A day after New York City’s comptroller announced an audit of the city’s Board of Elections for allegedly pruning Brooklyn Democrats from the voting rolls, the state's attorney general has announced an investigation into possible malfeasance in Tuesday’s primary election in the Big Apple.

“I am deeply troubled by the volume and consistency of voting irregularities, both in public reports and in direct complaints to my office’s voter hotline,” Attorney General Eric Schneiderman said in a statement Wednesday. Schneiderman said his office received more than 1,000 complaints Tuesday and was considering similar inquiries in other parts of the state “where voting irregularities appeared unusually high.”

On Tuesday, New York City Comptroller Scott Stringer announced his office is investigating the local Election Board, which confirmed that 125,000 Democrats in Brooklyn (also known as Kings County) had been dropped from voting eligibility since November 2015.

It’s not clear if this could have tipped the election in favor of former U.S. Secretary of State Hillary Clinton, who handily won the borough where her rival Vermont Sen. Bernie Sanders was born. Clinton won Kings Country districts by between five and 28 percentage points, according to the state Board of Elections.

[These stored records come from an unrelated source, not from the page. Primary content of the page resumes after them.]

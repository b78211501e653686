//! Handlers for the party list, party detail and new-party flow.

use axum::extract::{Path, Query, State};
use axum::http::header::LOCATION;
use axum::http::StatusCode;
use axum::response::{Html, IntoResponse, Response};
use chrono::{Local, NaiveDate};
use party_core::error::CoreError;
use party_core::party::{date_warning, invitation_warning};
use party_core::types::DbId;
use party_db::models::party::CreateParty;
use party_db::repositories::PartyRepo;
use serde::Deserialize;
use validator::Validate;

use crate::error::{AppError, AppResult};
use crate::extract::AppForm;
use crate::htmx::HxRequest;
use crate::query::PageParams;
use crate::state::AppState;
use crate::views;

/// Body of `POST /party/new/validate_date`.
#[derive(Debug, Deserialize)]
pub struct DateField {
    pub party_date: NaiveDate,
}

/// Body of `POST /party/new/validate_invitation`.
#[derive(Debug, Deserialize)]
pub struct InvitationField {
    pub invitation: String,
}

/// The current date, evaluated once per request.
fn today() -> NaiveDate {
    Local::now().date_naive()
}

/// Either a warning message (200) or nothing to say (204).
fn warning_response(warning: Option<&'static str>) -> Response {
    match warning {
        Some(msg) => (StatusCode::OK, Html(msg)).into_response(),
        None => StatusCode::NO_CONTENT.into_response(),
    }
}

// ---------------------------------------------------------------------------
// GET /
// ---------------------------------------------------------------------------

/// Upcoming parties, one page at a time. htmx requests get only the list
/// fragment so "load more" can append it.
pub async fn list(
    State(state): State<AppState>,
    HxRequest(is_htmx): HxRequest,
    Query(params): Query<PageParams>,
) -> AppResult<Html<String>> {
    let today = today();
    let window = params.window();

    let total = PartyRepo::count_upcoming(&state.pool, today).await?;
    let parties = PartyRepo::list_upcoming(&state.pool, today, window).await?;
    let next_page = window.next_page(total);

    tracing::debug!(
        page = window.page,
        total,
        count = parties.len(),
        ?next_page,
        "Listed upcoming parties"
    );

    let html = if is_htmx {
        views::party::party_list_partial(&parties, next_page)
    } else {
        views::party::party_list_page(&parties, next_page)
    };
    Ok(Html(html))
}

// ---------------------------------------------------------------------------
// GET /party/{party_id}
// ---------------------------------------------------------------------------

pub async fn detail(
    State(state): State<AppState>,
    Path(party_id): Path<DbId>,
) -> AppResult<Html<String>> {
    let party = PartyRepo::find_by_id(&state.pool, party_id)
        .await?
        .ok_or(AppError::Core(CoreError::NotFound {
            entity: "Party",
            id: party_id,
        }))?;
    Ok(Html(views::party::party_detail_page(&party)))
}

// ---------------------------------------------------------------------------
// GET /party/new
// ---------------------------------------------------------------------------

pub async fn new_form() -> Html<String> {
    Html(views::party::new_party_page())
}

// ---------------------------------------------------------------------------
// POST /party/new
// ---------------------------------------------------------------------------

/// Create a party and redirect to its detail page.
pub async fn create(
    State(state): State<AppState>,
    AppForm(input): AppForm<CreateParty>,
) -> AppResult<Response> {
    input.validate()?;

    let party = PartyRepo::create(&state.pool, &input).await?;
    tracing::info!(id = %party.id, venue = %party.venue, date = %party.party_date, "Party created");

    let location = format!("/party/{}", party.id);
    Ok((StatusCode::FOUND, [(LOCATION, location)]).into_response())
}

// ---------------------------------------------------------------------------
// POST /party/new/validate_date
// ---------------------------------------------------------------------------

pub async fn validate_date(AppForm(input): AppForm<DateField>) -> Response {
    warning_response(date_warning(input.party_date, today()))
}

// ---------------------------------------------------------------------------
// POST /party/new/validate_invitation
// ---------------------------------------------------------------------------

pub async fn validate_invitation(AppForm(input): AppForm<InvitationField>) -> Response {
    warning_response(invitation_warning(&input.invitation))
}
/// Handed to every handler through `State<AppState>`; cloned per request.
#[derive(Clone)]
pub struct AppState {
    pub pool: party_db::DbPool,
}
//! Tests for `AppError` to HTTP response mapping.
//!
//! These call `IntoResponse` directly and inspect the HTML error fragment.

use axum::http::StatusCode;
use axum::response::IntoResponse;
use http_body_util::BodyExt;
use party_api::error::AppError;
use party_core::error::CoreError;
use uuid::Uuid;

async fn error_to_response(err: AppError) -> (StatusCode, String) {
    let response = err.into_response();
    let status = response.status();
    let bytes = response.into_body().collect().await.unwrap().to_bytes();
    (status, String::from_utf8(bytes.to_vec()).unwrap())
}

#[tokio::test]
async fn not_found_error_returns_404() {
    let id = Uuid::nil();
    let err = AppError::Core(CoreError::NotFound { entity: "Gift", id });

    let (status, html) = error_to_response(err).await;

    assert_eq!(status, StatusCode::NOT_FOUND);
    assert!(html.contains(r#"data-code="NOT_FOUND""#));
    assert!(html.contains(&format!("Gift with id {id} not found")));
}

#[tokio::test]
async fn validation_error_returns_400_with_message() {
    let err = AppError::Core(CoreError::Validation(
        "invitation: Invitation must be at least 10 characters".into(),
    ));

    let (status, html) = error_to_response(err).await;

    assert_eq!(status, StatusCode::BAD_REQUEST);
    assert!(html.contains(r#"data-code="VALIDATION_ERROR""#));
    assert!(html.contains("Invitation must be at least 10 characters"));
}

#[tokio::test]
async fn bad_request_error_returns_400() {
    let err = AppError::BadRequest("Invalid guest id: <nope>".into());

    let (status, html) = error_to_response(err).await;

    assert_eq!(status, StatusCode::BAD_REQUEST);
    assert!(html.contains(r#"data-code="BAD_REQUEST""#));
    assert!(html.contains("Invalid guest id: &lt;nope&gt;"));
}

#[tokio::test]
async fn row_not_found_returns_404() {
    let (status, html) = error_to_response(AppError::Database(sqlx::Error::RowNotFound)).await;

    assert_eq!(status, StatusCode::NOT_FOUND);
    assert!(html.contains("Resource not found"));
}

#[tokio::test]
async fn other_database_errors_return_500() {
    let (status, html) = error_to_response(AppError::Database(sqlx::Error::PoolTimedOut)).await;

    assert_eq!(status, StatusCode::INTERNAL_SERVER_ERROR);
    assert!(html.contains(r#"data-code="INTERNAL_ERROR""#));
    assert!(html.contains("An internal error occurred"));
    assert!(!html.contains("pool timed out"));
}
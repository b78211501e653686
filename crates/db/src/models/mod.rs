//! Domain model structs and DTOs.
//!
//! Each submodule contains:
//! - A `FromRow` + `Serialize` entity struct matching the database row
//! - A `Deserialize` + `Validate` create DTO, filled from a submitted form
//! - An update DTO where the entity can be edited in place

pub mod form;
pub mod gift;
pub mod guest;
pub mod party;
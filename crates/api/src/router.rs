//! The one place the route tree meets the middleware stack. `main` and the
//! integration tests both go through [`build_app_router`].

use std::time::Duration;

use axum::http::{HeaderName, StatusCode};
use axum::Router;
use tower_http::catch_panic::CatchPanicLayer;
use tower_http::request_id::{MakeRequestUuid, PropagateRequestIdLayer, SetRequestIdLayer};
use tower_http::timeout::TimeoutLayer;
use tower_http::trace::{DefaultMakeSpan, DefaultOnResponse, TraceLayer};
use tracing::Level;

use crate::config::ServerConfig;
use crate::routes;
use crate::state::AppState;

/// Header carrying the per-request id, generated if the client sent none.
pub const REQUEST_ID_HEADER: &str = "x-request-id";

/// Routes plus middleware, with state attached.
///
/// Layers run outermost first in this order: request id assignment,
/// request tracing (so spans carry the id), id echo on the response,
/// timeout (408), panic recovery (500).
pub fn build_app_router(state: AppState, config: &ServerConfig) -> Router {
    let request_id = HeaderName::from_static(REQUEST_ID_HEADER);
    let timeout = Duration::from_secs(config.request_timeout_secs);

    let trace = TraceLayer::new_for_http()
        .make_span_with(DefaultMakeSpan::new().level(Level::INFO))
        .on_response(DefaultOnResponse::new().level(Level::INFO));

    Router::new()
        .merge(routes::health::router())
        .merge(routes::app_routes())
        .layer(CatchPanicLayer::new())
        .layer(TimeoutLayer::with_status_code(StatusCode::REQUEST_TIMEOUT, timeout))
        .layer(PropagateRequestIdLayer::new(request_id.clone()))
        .layer(trace)
        .layer(SetRequestIdLayer::new(request_id, MakeRequestUuid))
        .with_state(state)
}
/// All primary keys are PostgreSQL UUIDs.
pub type DbId = uuid::Uuid;

/// All timestamps are UTC.
pub type Timestamp = chrono::DateTime<chrono::Utc>;
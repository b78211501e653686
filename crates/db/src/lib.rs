//! PostgreSQL persistence for parties, gifts and guests.

pub mod models;
pub mod repositories;

use sqlx::postgres::PgPoolOptions;

pub type DbPool = sqlx::PgPool;

/// Create a connection pool from a database URL.
///
/// Heroku-style `postgres://` URLs are accepted as-is.
pub async fn create_pool(database_url: &str) -> Result<DbPool, sqlx::Error> {
    PgPoolOptions::new()
        .max_connections(20)
        .connect(database_url)
        .await
}

/// Round-trip a trivial query to confirm the database is reachable.
pub async fn health_check(pool: &DbPool) -> Result<(), sqlx::Error> {
    sqlx::query("SELECT 1").execute(pool).await?;
    Ok(())
}

/// Apply the embedded migrations in `crates/db/migrations`.
pub async fn run_migrations(pool: &DbPool) -> Result<(), sqlx::migrate::MigrateError> {
    sqlx::migrate!("./migrations").run(pool).await
}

“There is nothing more sacred in our nation than the right to vote, yet election after election, reports come in of people who were inexplicably purged from the polls, told to vote at the wrong location, or unable to get in to their polling site,” Stringer said in a letter announcing the audit.

Michael Ryan, head of New York City’s Board of Elections, told the New York Times that the culling of people from voters rolls did not “shock my conscience” because at the same time 63,000 voters were added to a list of 800,000 registered Brooklyn Democrats. Thousands of people are removed and added to the rolls every year, he added.